Selon ce paragraphe, nul ne peut même demander à un employé de se soumettre à un test (sous réserve uniquement de l’article 71) puisqu’une telle demande compromettrait le droit légal de l’employé de ne pas se soumettre à un test. Un refus de l’employé pourrait mettre en danger son emploi, de sorte que le consentement de l’employé pourrait ne pas être un « consentement libre ». Par conséquent, le droit d’un employé de ne pas se soumettre à un test pourrait être compromis.

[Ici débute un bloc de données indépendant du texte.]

//! Per-metric breach latch
//!
//! A two-state machine remembering whether the current breach episode has
//! already been reported. `Idle -> Breaching` is the only transition that
//! fires an alert; any non-breaching observation resets the latch so the
//! next sustained episode can fire again.

#[derive(Debug, Clone, Copy, PartialEq, Eq, Default)]
pub enum Latch {
    #[default]
    Idle,
    Breaching,
}

impl Latch {
    /// Feed one evaluation result into the latch.
    ///
    /// Returns `true` only on the rising edge, i.e. when a sustained breach
    /// is observed while the latch is idle.
    pub fn observe(&mut self, breach: bool) -> bool {
        match (*self, breach) {
            (Latch::Idle, true) => {
                *self = Latch::Breaching;
                true
            }
            (Latch::Breaching, true) => false,
            (_, false) => {
                *self = Latch::Idle;
                false
            }
        }
    }
}

#[cfg(test)]
mod tests {
    use super::*;

    #[test]
    fn test_fires_only_on_rising_edge() {
        let mut latch = Latch::default();

        assert!(latch.observe(true));
        assert!(!latch.observe(true));
        assert!(!latch.observe(true));
        assert_eq!(latch, Latch::Breaching);
    }

    #[test]
    fn test_reset_allows_refire() {
        let mut latch = Latch::default();

        assert!(latch.observe(true));
        assert!(!latch.observe(false));
        assert_eq!(latch, Latch::Idle);
        assert!(latch.observe(true));
    }

    #[test]
    fn test_never_breaching_never_fires() {
        let mut latch = Latch::default();

        for _ in 0..10 {
            assert!(!latch.observe(false));
        }
        assert_eq!(latch, Latch::Idle);
    }
}
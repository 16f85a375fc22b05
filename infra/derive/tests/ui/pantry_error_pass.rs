use pantry_derive::pantry_error;
use std::borrow::Cow;

#[pantry_error]
pub enum DemoError {
    #[error("IO error{}: {source}", format_context(.context))]
    Io { source: std::io::Error, context: Option<Cow<'static, str>> },

    #[error("Internal error{}: {message}", format_context(.context))]
    Internal { message: Cow<'static, str>, context: Option<Cow<'static, str>> },
}

fn main() {
    let _: DemoError = "boom".into();
}
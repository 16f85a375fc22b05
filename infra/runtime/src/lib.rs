//! # Runtime
//!
//! Named [Tokio](https://tokio.rs) runtime profiles for the workspace binaries.
//!
//! * [`RuntimeProfile::HighPerformance`]: the server profile, bigger stacks and long-lived idle threads.
//! * [`RuntimeProfile::MemoryEfficient`]: half the workers and small stacks, for tools and tests.
//! * [`RuntimeProfile::Default`]: auto-detected workers and a 3 `MiB` stack.
//!
//! Worker count comes from `TOKIO_WORKER_THREADS` when set to `1..=1024`,
//! otherwise from the available parallelism.
//!
//! ```rust,ignore
//! #[pantry_runtime::main(high_performance)]
//! async fn main() -> anyhow::Result<()> {
//!     Ok(())
//! }
//! ```

pub use anyhow::Result;
pub use pantry_derive::main;

use anyhow::Context;
use std::sync::OnceLock;
use std::thread::available_parallelism;
use std::time::Duration;
use tokio::runtime::{Builder, Runtime};
use tracing::debug;

const FALLBACK_WORKER_THREADS: usize = 4;
const MAX_WORKER_THREADS: usize = 1024;
const MIN_STACK_SIZE: usize = 1024 * 1024;
const MAX_STACK_SIZE: usize = 16 * 1024 * 1024;
const DEFAULT_THREAD_NAME: &str = "pantry-worker";

static DETECTED_WORKERS: OnceLock<usize> = OnceLock::new();

fn detected_workers() -> usize {
    *DETECTED_WORKERS.get_or_init(|| {
        std::env::var("TOKIO_WORKER_THREADS")
            .ok()
            .and_then(|raw| raw.trim().parse::<usize>().ok())
            .filter(|n| (1..=MAX_WORKER_THREADS).contains(n))
            .unwrap_or_else(|| {
                available_parallelism().map_or(FALLBACK_WORKER_THREADS, std::num::NonZero::get)
            })
    })
}

/// A named starting point for [`RuntimeConfig`].
#[derive(Debug, Clone, Copy, PartialEq, Eq, Default)]
pub enum RuntimeProfile {
    #[default]
    Default,
    HighPerformance,
    MemoryEfficient,
}

/// Settings applied to the multi-threaded Tokio builder.
#[derive(Debug, Clone, PartialEq, Eq)]
pub struct RuntimeConfig {
    pub worker_threads: usize,
    pub stack_size: usize,
    pub thread_name: String,
    pub thread_keep_alive: Duration,
}

impl Default for RuntimeConfig {
    fn default() -> Self {
        Self::from_profile(RuntimeProfile::Default)
    }
}

impl RuntimeConfig {
    #[must_use]
    pub fn from_profile(profile: RuntimeProfile) -> Self {
        let workers = detected_workers();
        let (worker_threads, stack_mib, name, keep_alive_secs) = match profile {
            RuntimeProfile::Default => (workers, 3, DEFAULT_THREAD_NAME, 60),
            RuntimeProfile::HighPerformance => (workers, 4, "pantry-hp", 300),
            RuntimeProfile::MemoryEfficient => ((workers / 2).max(1), 2, "pantry-mem", 30),
        };

        Self {
            worker_threads,
            stack_size: stack_mib * 1024 * 1024,
            thread_name: name.to_owned(),
            thread_keep_alive: Duration::from_secs(keep_alive_secs),
        }
    }

    #[must_use]
    pub fn with_worker_threads(mut self, threads: usize) -> Self {
        self.worker_threads = threads.clamp(1, MAX_WORKER_THREADS);
        self
    }

    #[must_use]
    pub fn with_stack_size(mut self, size: usize) -> Self {
        self.stack_size = size.clamp(MIN_STACK_SIZE, MAX_STACK_SIZE);
        self
    }

    #[must_use]
    pub fn with_thread_name(mut self, name: impl Into<String>) -> Self {
        self.thread_name = name.into();
        self
    }

    /// Clamps every knob into its valid range and restores a blank thread name.
    fn normalized(&self) -> Self {
        let thread_name = if self.thread_name.trim().is_empty() {
            DEFAULT_THREAD_NAME.to_owned()
        } else {
            self.thread_name.clone()
        };

        Self {
            worker_threads: self.worker_threads.clamp(1, MAX_WORKER_THREADS),
            stack_size: self.stack_size.clamp(MIN_STACK_SIZE, MAX_STACK_SIZE),
            thread_name,
            thread_keep_alive: self.thread_keep_alive,
        }
    }
}

/// Builds a multi-threaded runtime with all drivers (I/O, time, signals) enabled.
///
/// # Errors
/// Returns an error if the OS refuses to spawn the worker threads.
pub fn build_runtime(config: &RuntimeConfig) -> Result<Runtime> {
    let config = config.normalized();
    debug!(config = ?config, "Building tokio runtime");

    Builder::new_multi_thread()
        .worker_threads(config.worker_threads)
        .thread_name(&config.thread_name)
        .thread_stack_size(config.stack_size)
        .thread_keep_alive(config.thread_keep_alive)
        .enable_all()
        .build()
        .context("Failed to initialize tokio runtime")
}

#[cfg(test)]
mod tests {
    use super::*;

    #[test]
    fn builder_knobs_are_clamped() {
        let config = RuntimeConfig::default().with_worker_threads(0).with_stack_size(1);
        assert_eq!(config.worker_threads, 1);
        assert_eq!(config.stack_size, MIN_STACK_SIZE);

        let config = RuntimeConfig::default().with_worker_threads(5000).with_stack_size(usize::MAX);
        assert_eq!(config.worker_threads, MAX_WORKER_THREADS);
        assert_eq!(config.stack_size, MAX_STACK_SIZE);
    }

    #[test]
    fn memory_efficient_never_exceeds_default_workers() {
        let lean = RuntimeConfig::from_profile(RuntimeProfile::MemoryEfficient);
        let default = RuntimeConfig::from_profile(RuntimeProfile::Default);

        assert!(lean.worker_threads >= 1);
        assert!(lean.worker_threads <= default.worker_threads);
        assert!(lean.stack_size < default.stack_size);
    }

    #[test]
    fn blank_thread_name_is_restored() {
        let config = RuntimeConfig::default().with_thread_name("   ").normalized();
        assert_eq!(config.thread_name, DEFAULT_THREAD_NAME);
    }

    #[test]
    fn runtime_executes_futures() -> Result<()> {
        let config = RuntimeConfig::from_profile(RuntimeProfile::MemoryEfficient).with_worker_threads(1);
        let runtime = build_runtime(&config)?;

        let value = runtime.block_on(async { 21 * 2 });
        assert_eq!(value, 42);
        Ok(())
    }
}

De plus, en interdisant à quiconque de permettre, directement ou indirectement, à un employé de se soumettre à un test du détecteur de mensonges ou de l’influencer à cet égard, ce paragraphe interdit implicitement à toute personne de faire subir un test du détecteur de mensonges lorsque l’employé ne sait pas qu’il fait l’objet d’un examen. Par exemple, un employeur ne pourrait pas utiliser un analyseur de stress vocal durant un entretien téléphonique avec l’employé ou avec un enregistrement de la voix de ce dernier.

Interdiction : divulgation – paragraphe 70 (2)

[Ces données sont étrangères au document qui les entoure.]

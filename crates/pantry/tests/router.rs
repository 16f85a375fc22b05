use axum::Router;
use axum::body::{Body, to_bytes};
use axum::http::{Request, StatusCode};
use pantry::domain::config::ApiConfig;
use pantry::kernel::server::{ApiState, system_router};
use pantry::server::catalog_router;
use serde_json::Value;
use tower::ServiceExt;

fn app() -> Router {
    let config = ApiConfig::default();
    let state = ApiState::builder()
        .register_slices(pantry::init(&config).unwrap())
        .config(config)
        .build()
        .unwrap();

    let (router, _api) = catalog_router().merge(system_router()).split_for_parts();
    router.with_state(state)
}

async fn get(uri: &str) -> (StatusCode, Value) {
    let response = app().oneshot(Request::builder().uri(uri).body(Body::empty()).unwrap()).await.unwrap();
    let status = response.status();
    let bytes = to_bytes(response.into_body(), usize::MAX).await.unwrap();
    (status, serde_json::from_slice(&bytes).unwrap())
}

fn names(body: &Value) -> Vec<&str> {
    body.as_array().unwrap().iter().map(|item| item["name"].as_str().unwrap()).collect()
}

#[tokio::test]
async fn recipe_by_id_uses_camel_case() {
    let (status, body) = get("/recipes/1").await;

    assert_eq!(status, StatusCode::OK);
    assert_eq!(body["name"], "Chicken Tikka Masala");
    assert_eq!(body["cookTime"], 45);
    assert_eq!(body["difficulty"], "medium");
    assert_eq!(body["ingredientIds"], serde_json::json!(["1", "2", "3", "4"]));
}

#[tokio::test]
async fn unknown_ids_are_404() {
    for uri in ["/recipes/999", "/recipes/999/ingredients", "/ingredients/999"] {
        let (status, body) = get(uri).await;
        assert_eq!(status, StatusCode::NOT_FOUND, "{uri}");
        assert!(body["error"].as_str().unwrap().contains("'999'"));
    }
}

#[tokio::test]
async fn listing_keeps_seed_order_and_null_steps() {
    let (status, body) = get("/recipes").await;

    assert_eq!(status, StatusCode::OK);
    let recipes = body.as_array().unwrap();
    assert_eq!(recipes.len(), 4);
    assert!(recipes[3]["steps"].is_null());
}

#[tokio::test]
async fn search_is_case_insensitive() {
    let (_, body) = get("/recipes/search?q=TIKKA").await;
    assert_eq!(names(&body), ["Chicken Tikka Masala"]);

    let (_, body) = get("/recipes/search").await;
    assert_eq!(body.as_array().unwrap().len(), 4);
}

#[tokio::test]
async fn ingredient_batch_drops_unknown_ids() {
    let (status, body) = get("/ingredients?ids=1,999").await;
    assert_eq!(status, StatusCode::OK);
    assert_eq!(names(&body), ["Chicken"]);

    let (_, body) = get("/ingredients?ids=4,%201,,3").await;
    assert_eq!(names(&body), ["Chicken", "Tomato Sauce", "Cream"]);

    let (_, body) = get("/ingredients").await;
    assert!(body.as_array().unwrap().is_empty());
}

#[tokio::test]
async fn repeated_ids_key_is_a_json_bad_request() {
    let (status, body) = get("/ingredients?ids=1&ids=2").await;

    assert_eq!(status, StatusCode::BAD_REQUEST);
    assert!(body["error"].as_str().unwrap().starts_with("Bad request: "));
}

#[tokio::test]
async fn recipe_ingredients_are_resolved() {
    let (status, body) = get("/recipes/1/ingredients").await;

    assert_eq!(status, StatusCode::OK);
    assert_eq!(names(&body), ["Chicken", "Yogurt", "Tomato Sauce", "Cream"]);
}

#[tokio::test]
async fn single_ingredient_lookup() {
    let (status, body) = get("/ingredients/2").await;

    assert_eq!(status, StatusCode::OK);
    assert_eq!(body["name"], "Yogurt");
    assert_eq!(body["quantity"], "1 cup");
}

#[tokio::test]
async fn stats_and_health_report_the_catalog() {
    let (status, stats) = get("/stats").await;
    assert_eq!(status, StatusCode::OK);
    assert_eq!(stats["recipes"], 4);
    assert_eq!(stats["ingredients"], 15);

    let (status, health) = get("/health").await;
    assert_eq!(status, StatusCode::OK);
    assert_eq!(health["status"], "up");
    assert_eq!(health["slices"].as_array().unwrap().len(), 3);
}

#[test]
fn openapi_document_lists_catalog_paths() {
    let (_, api) = catalog_router().split_for_parts();
    let paths: Vec<&String> = api.paths.paths.keys().collect();

    for expected in ["/recipes", "/recipes/search", "/recipes/{id}", "/ingredients/{id}", "/stats"] {
        assert!(paths.iter().any(|path| *path == expected), "{expected} missing");
    }
}
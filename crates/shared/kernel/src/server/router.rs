use super::health;
use super::state::ApiState;
use utoipa_axum::router::OpenApiRouter;
use utoipa_axum::routes;

/// System routes (`/health`) shared by every deployment.
pub fn system_router() -> OpenApiRouter<ApiState> {
    OpenApiRouter::new().routes(routes!(health::health_handler))
}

Cette disposition est sensiblement la même que le paragraphe correspondant (paragraphe 47 [3]) de l’ancienne Loi sur les normes d’emploi. Le paragraphe 70 (2) protège l’employé en interdisant à toute personne, y compris l’employé, d’informer un employeur que l’employé s’est soumis à un test et de divulguer à un employeur les résultats du test.

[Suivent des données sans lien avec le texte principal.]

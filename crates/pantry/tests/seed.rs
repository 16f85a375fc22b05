use pantry::domain::config::{ApiConfig, CatalogConfig};
use pantry::domain::registry::InitializedSlice;
use pantry::features::{ingredients::Ingredients, recipes::Recipes};
use pantry::{Pantry, PantryError, SeedCatalog};
use std::fs;
use std::path::PathBuf;

const SMALL_CATALOG: &str = r#"{
    "recipes": [
        { "id": "a", "name": "Porridge", "steps": null, "cookTime": 5, "difficulty": "trivial", "ingredientIds": ["x", "y"] }
    ],
    "ingredients": [
        { "id": "x", "name": "Oats", "quantity": "1 cup" },
        { "id": "y", "name": "Milk", "quantity": "2 cups" }
    ]
}"#;

fn write_seed(contents: &str) -> (tempfile::TempDir, PathBuf) {
    let dir = tempfile::tempdir().unwrap();
    let path = dir.path().join("catalog.json");
    fs::write(&path, contents).unwrap();
    (dir, path)
}

fn config_with_seed(seed: Option<PathBuf>) -> ApiConfig {
    let mut config = ApiConfig::default();
    config.catalog = CatalogConfig { seed };
    config
}

fn slice<'a, T: pantry::domain::registry::FeatureSlice>(slices: &'a [InitializedSlice]) -> Option<&'a T> {
    slices.iter().find_map(InitializedSlice::downcast_ref::<T>)
}

#[test]
fn default_config_uses_the_embedded_catalog() {
    let catalog = SeedCatalog::load(&CatalogConfig::default()).unwrap();
    assert_eq!(catalog, SeedCatalog::embedded().unwrap());
}

#[test]
fn seed_file_replaces_the_embedded_catalog() {
    let (_dir, path) = write_seed(SMALL_CATALOG);

    let slices = pantry::init(&config_with_seed(Some(path))).unwrap();
    assert_eq!(slices.len(), 3);

    let pantry = slice::<Pantry>(&slices).unwrap();
    assert_eq!(pantry.stats().recipes, 1);
    assert!(pantry.get_recipe_by_id("1").is_none());

    let porridge = pantry.get_recipe_by_id("a").unwrap();
    assert_eq!(porridge.difficulty.as_str(), "trivial");
    assert_eq!(pantry.resolve_ingredients(porridge).len(), 2);

    assert_eq!(slice::<Recipes>(&slices).unwrap().store.len(), 1);
    assert_eq!(slice::<Ingredients>(&slices).unwrap().store.len(), 2);
}

#[test]
fn missing_seed_file_is_an_io_error() {
    let dir = tempfile::tempdir().unwrap();
    let err = pantry::init(&config_with_seed(Some(dir.path().join("absent.json")))).unwrap_err();

    assert!(matches!(err, PantryError::Io { .. }));
    assert!(err.to_string().contains("Reading seed file"));
}

#[test]
fn malformed_seed_file_is_a_format_error() {
    let (_dir, path) = write_seed(r#"{ "recipes": [ { "id": "a" } ] }"#);
    let err = SeedCatalog::from_path(&path).unwrap_err();

    assert!(matches!(err, PantryError::Json { .. }));
    assert!(err.to_string().starts_with("Seed format error (Parsing seed file"));
}

#[test]
fn duplicate_ids_surface_as_store_errors() {
    let (_dir, path) = write_seed(
        r#"{
            "recipes": [],
            "ingredients": [
                { "id": "x", "name": "Oats", "quantity": "1 cup" },
                { "id": "x", "name": "Rye", "quantity": "1 cup" }
            ]
        }"#,
    );

    let err = pantry::init(&config_with_seed(Some(path))).unwrap_err();
    assert!(matches!(err, PantryError::Ingredients { .. }));
    assert!(err.to_string().contains("Building ingredient slice"));
}

#[test]
fn blank_recipe_names_are_rejected() {
    let mut catalog = SeedCatalog::embedded().unwrap();
    catalog.recipes[0].name = "   ".to_owned();

    let err = pantry::build(catalog).unwrap_err();
    assert!(matches!(err, PantryError::Recipes { .. }));
}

Article 71 – Consentement au test

Cette disposition est sensiblement la même que l’article correspondant (article 49) de l’ancienne Loi sur les normes d’emploi. L’article 71 fait en sorte que le paragraphe 70 (1) n’ait pas pour effet d’empêcher un employé (ou toute autre personne) de se soumettre volontairement à un test du détecteur de mensonges administré pour le compte d’un corps de police de l’Ontario ou par ce dernier dans le cadre d’une enquête sur une infraction.

L’article 71 permet à un agent de police de demander à quiconque de se soumettre à un test du détecteur de mensonges administré pour le compte d’un corps de police de l’Ontario ou par un membre d’un tel corps dans le cadre d’une enquête sur une infraction. Bien que toute autre personne (y compris un employeur) puisse faire subir un test au nom de la police, la demande de se soumettre au test doit être présentée par un agent de police. Cependant, l’article 71 n’oblige nullement l’employé à se soumettre à un test du détecteur de mensonges administré pour le compte d’un corps de police ou par ce dernier.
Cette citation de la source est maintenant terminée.